Remettre le travail à sa place

On pourrait croire que le thème des (f)estives cette année – le travail – était un thème de transition. Après six éditions (2017-2023) consacrées à « une critique radicale de l’individualisme », et avant la prochaine thématique générale (2025-2027) « radicalisons la décroissance » (la propriété, le féminisme et la voie méditerranéenne), il est pourtant facile de relier le thème du travail à toutes ces recherches passées et futures que la MCD mène avec l’intention affichée de constituer un corpus théorique pour le mettre à disposition de la mouvance décroissance.

  • L’idée générale d’une critique de l’individualisme était de s’apercevoir que l’invention de l’individu moderne est le résultat d’un dispositif institutionnel généralisé qui, en opposition frontale avec le modèle « holiste » caractéristique de l’Ancien Régime, se base sur la division ; car l’individu est d’abord le résultat d’une opération de division ; l’individu c’est l’indivisible. Historiquement, on pense à l’interdiction par la révolution française des corporations pour réduire le débat public au seul face à face entre État-Nation et individus-citoyens. Socio-économiquement, une économie devient moderne quand à l’archaïque division genrée, à la traditionnelle division sociale, s’ajoute la division technique du travail.

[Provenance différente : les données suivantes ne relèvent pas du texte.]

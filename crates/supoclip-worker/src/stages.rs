//! Stage contracts.
//!
//! The pipeline only talks to these traits. Production wiring uses yt-dlp,
//! ffprobe, a Whisper-compatible HTTP service, a scorer and FFmpeg; tests
//! plug in fakes.

use std::path::{Path, PathBuf};

use async_trait::async_trait;
use supoclip_models::{
    CandidateSegment, FontConfig, NormalizedSource, SourceDescriptor, TaskId, Transcript,
    TranscriptSegment,
};

use crate::error::PipelineError;

/// Resolves a source descriptor into a local, decodable media file.
#[cfg_attr(test, mockall::automock)]
#[async_trait]
pub trait SourceNormalizer: Send + Sync {
    /// Stage the media under `work_dir`. Later stages never touch the network
    /// for the source itself.
    async fn normalize(
        &self,
        descriptor: &SourceDescriptor,
        work_dir: &Path,
    ) -> Result<NormalizedSource, PipelineError>;
}

/// Produces a time-aligned transcript from a local media file.
#[cfg_attr(test, mockall::automock)]
#[async_trait]
pub trait Transcriber: Send + Sync {
    /// Intermediate files go under `work_dir`, which belongs to this task
    /// alone; `media` itself may sit in a directory shared with other tasks.
    async fn transcribe(
        &self,
        media: &NormalizedSource,
        work_dir: &Path,
    ) -> Result<Transcript, PipelineError>;
}

/// A contiguous run of transcript segments proposed for scoring.
#[derive(Debug, Clone, PartialEq)]
pub struct CandidateWindow {
    /// Position in the window list handed to the scorer
    pub index: usize,
    /// Whole seconds
    pub start: f64,
    /// Whole seconds
    pub end: f64,
    /// Spoken text inside the window
    pub text: String,
}

impl CandidateWindow {
    pub fn duration(&self) -> f64 {
        self.end - self.start
    }

    pub fn word_count(&self) -> usize {
        self.text.split_whitespace().count()
    }
}

/// Score assigned to one window.
#[derive(Debug, Clone, PartialEq)]
pub struct WindowScore {
    /// [`CandidateWindow::index`] of the scored window
    pub index: usize,
    /// Must lie in `[0, 1]`
    pub score: f64,
    /// Short explanation shown with the clip
    pub reasoning: String,
}

/// Pluggable relevance scoring for candidate windows.
///
/// Windows left out of the result are treated as unscored and never
/// selected.
#[async_trait]
pub trait SegmentScorer: Send + Sync {
    fn name(&self) -> &'static str;

    async fn score(
        &self,
        transcript: &Transcript,
        windows: &[CandidateWindow],
    ) -> Result<Vec<WindowScore>, PipelineError>;
}

/// One segment to cut and caption.
#[derive(Debug, Clone)]
pub struct RenderJob {
    pub task_id: TaskId,
    /// Position of the segment in the selector's chronological output
    pub index: usize,
    pub input: PathBuf,
    pub output: PathBuf,
    pub segment: CandidateSegment,
    /// Transcript segments intersecting the clip, in source time
    pub captions: Vec<TranscriptSegment>,
    pub font: FontConfig,
}

/// A finished render.
#[derive(Debug, Clone, PartialEq)]
pub struct RenderedClip {
    pub index: usize,
    pub path: PathBuf,
    /// Measured duration of the output file
    pub duration: f64,
    /// Font family actually burned in
    pub font_family: String,
}

/// Cuts one segment and burns captions into it.
///
/// A failure only concerns the segment in `job`; the pipeline carries on
/// with the others.
#[async_trait]
pub trait ClipRenderer: Send + Sync {
    async fn render(&self, job: &RenderJob) -> Result<RenderedClip, PipelineError>;
}
//! Axum HTTP API server.
//!
//! This crate provides:
//! - Task submission, status, progress and clip listing
//! - Upload staging and clip file serving
//! - Rate limiting and security headers
//! - Prometheus metrics

pub mod auth;
pub mod config;
pub mod error;
pub mod handlers;
pub mod metrics;
pub mod middleware;
pub mod routes;
pub mod security;
pub mod state;

pub use config::ApiConfig;
pub use error::{ApiError, ApiResult};
pub use routes::create_router;
pub use state::AppState;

  • On peut aussi montrer en quoi une réflexion sur le travail est un bon tremplin pour lancer le thème général des trois prochaines années, « radicalisons la décroissance ».
    • Réflexion sur la propriété, et plus explicitement critique radicale de la propriété privée. Le lien avec le travail est évident : puisque le régime libéral de croissance consiste à faire du travail le fondement légitime de la propriété privée.

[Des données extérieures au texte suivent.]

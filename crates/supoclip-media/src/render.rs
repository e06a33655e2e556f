//! Vertical clip rendering with burned-in captions.
//!
//! The source is cut to `[start, end)`, cropped to 9:16 (around a detected
//! face when [`ClipRenderSpec::crop`] is set, centred otherwise), scaled to
//! 1080x1920 and overlaid with one `drawtext` filter per caption cue. Cue
//! text is passed through `textfile=` so transcript content never has to be
//! escaped inside the filter graph.

use std::path::{Path, PathBuf};

use tracing::{debug, info, warn};

use crate::captions::CaptionCue;
use crate::command::{FfmpegCommand, FfmpegRunner};
use crate::error::{MediaError, MediaResult};
use crate::fonts::ResolvedFont;
use crate::framing::CropWindow;
use crate::probe::{probe_video, VideoInfo};

pub const OUTPUT_WIDTH: u32 = 1080;
pub const OUTPUT_HEIGHT: u32 = 1920;

/// Caption sizes are given for a 540px-wide preview.
const CAPTION_SCALE: u32 = 2;

/// Caption baseline distance from the bottom edge.
const CAPTION_BOTTOM_MARGIN: u32 = 320;

/// Allowed difference between requested and rendered duration.
pub const RENDER_DURATION_TOLERANCE_SECS: f64 = 0.5;

/// Everything needed to render one clip.
#[derive(Debug, Clone)]
pub struct ClipRenderSpec {
    pub input: PathBuf,
    pub output: PathBuf,
    /// Segment start in the source, seconds
    pub start: f64,
    /// Segment end in the source, seconds
    pub end: f64,
    /// Cues relative to `start`
    pub cues: Vec<CaptionCue>,
    pub font: ResolvedFont,
    /// Caption size as requested by the client
    pub font_size: u32,
    /// `#RRGGBB`
    pub font_color: String,
    /// Planned crop window; `None` centre-crops
    pub crop: Option<CropWindow>,
}

impl ClipRenderSpec {
    pub fn duration(&self) -> f64 {
        self.end - self.start
    }

    /// Directory holding the per-cue text files.
    fn captions_dir(&self) -> PathBuf {
        self.scratch_dir("captions")
    }

    /// Hidden directory next to the output, e.g. `.clip_1_captions`.
    pub fn scratch_dir(&self, purpose: &str) -> PathBuf {
        let stem = self
            .output
            .file_stem()
            .map(|s| s.to_string_lossy().to_string())
            .unwrap_or_else(|| "clip".to_string());
        self.output.with_file_name(format!(".{}_{}", stem, purpose))
    }
}

/// Render `spec` and verify the produced file.
///
/// The output is removed again when its probed duration is off by more than
/// [`RENDER_DURATION_TOLERANCE_SECS`].
pub async fn render_clip(spec: &ClipRenderSpec, runner: &FfmpegRunner) -> MediaResult<VideoInfo> {
    let duration = spec.duration();
    if !duration.is_finite() || duration <= 0.0 || spec.start < 0.0 {
        return Err(MediaError::invalid_video(format!(
            "Invalid clip range [{:.3}, {:.3}]",
            spec.start, spec.end
        )));
    }
    if !spec.input.exists() {
        return Err(MediaError::FileNotFound(spec.input.clone()));
    }

    if let Some(parent) = spec.output.parent() {
        tokio::fs::create_dir_all(parent).await?;
    }

    let captions_dir = spec.captions_dir();
    let caption_files = write_caption_files(&captions_dir, &spec.cues).await?;

    info!(
        output = %spec.output.display(),
        start = spec.start,
        duration = duration,
        cues = spec.cues.len(),
        font = spec.font.family(),
        "Rendering clip"
    );

    let filter = build_render_filter(spec, &caption_files);
    let cmd = FfmpegCommand::new(&spec.input, &spec.output)
        .seek(spec.start)
        .duration(duration)
        .video_filter(filter)
        .video_codec("libx264")
        .preset("veryfast")
        .crf(23)
        .output_args(["-pix_fmt", "yuv420p"])
        .audio_codec("aac")
        .audio_bitrate("128k")
        .output_args(["-movflags", "+faststart"]);

    let result = runner.run(&cmd).await;

    if let Err(e) = tokio::fs::remove_dir_all(&captions_dir).await {
        debug!(dir = %captions_dir.display(), "Failed to remove caption files: {}", e);
    }
    result?;

    let info = probe_video(&spec.output).await?;
    if (info.duration - duration).abs() > RENDER_DURATION_TOLERANCE_SECS {
        warn!(
            output = %spec.output.display(),
            expected = duration,
            actual = info.duration,
            "Rendered duration out of tolerance"
        );
        let _ = tokio::fs::remove_file(&spec.output).await;
        return Err(MediaError::DurationMismatch {
            expected: duration,
            actual: info.duration,
        });
    }

    Ok(info)
}

async fn write_caption_files(dir: &Path, cues: &[CaptionCue]) -> MediaResult<Vec<PathBuf>> {
    if cues.is_empty() {
        return Ok(Vec::new());
    }
    tokio::fs::create_dir_all(dir).await?;
    let mut files = Vec::with_capacity(cues.len());
    for (i, cue) in cues.iter().enumerate() {
        let path = dir.join(format!("cue_{:04}.txt", i));
        tokio::fs::write(&path, cue.wrapped_text()).await?;
        files.push(path);
    }
    Ok(files)
}

/// Build the `-vf` chain; `caption_files[i]` holds the text of `spec.cues[i]`.
fn build_render_filter(spec: &ClipRenderSpec, caption_files: &[PathBuf]) -> String {
    let crop = match &spec.crop {
        Some(window) => window.filter(),
        None => "crop=w='min(iw,ih*9/16)':h='min(ih,iw*16/9)'".to_string(),
    };
    let mut filters = vec![
        crop,
        format!("scale={}:{}", OUTPUT_WIDTH, OUTPUT_HEIGHT),
        "setsar=1".to_string(),
    ];

    let font = font_option(&spec.font);
    let color = format!("0x{}", spec.font_color.trim_start_matches('#'));
    let size = spec.font_size * CAPTION_SCALE;

    for (cue, file) in spec.cues.iter().zip(caption_files) {
        filters.push(format!(
            "drawtext={}:textfile='{}':expansion=none:fontsize={}:fontcolor={}:\
             borderw=3:bordercolor=black:line_spacing=8:\
             x=(w-text_w)/2:y=h-text_h-{}:enable='between(t,{:.3},{:.3})'",
            font,
            escape_filter_path(&file.to_string_lossy()),
            size,
            color,
            CAPTION_BOTTOM_MARGIN,
            cue.start,
            cue.end,
        ));
    }

    filters.join(",")
}

fn font_option(font: &ResolvedFont) -> String {
    match font {
        ResolvedFont::File { path, .. } => {
            format!("fontfile='{}'", escape_filter_path(&path.to_string_lossy()))
        }
        ResolvedFont::System { family } => format!("font='{}'", escape_filter_path(family)),
    }
}

fn escape_filter_path(path: &str) -> String {
    path.replace('\\', "\\\\").replace('\'', "\\'").replace(':', "\\:")
}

    • Réflexion sur le féminisme : quand Carol Gilligan fonde l’éthique du care (parce que ce sont les femmes qui s’occupent des êtres humains avec sollicitude), elle ouvre la voie à l’extension par Joan Tronto du care à la sphère politique. La vie sociale ne devrait-elle pas s’organiser autour du souci des autres plutôt qu’autour du travail ? La plateforme sur laquelle repose toute société n’est-elle pas la sphère de la reproduction sociale plutôt que la sphère de la production économique ?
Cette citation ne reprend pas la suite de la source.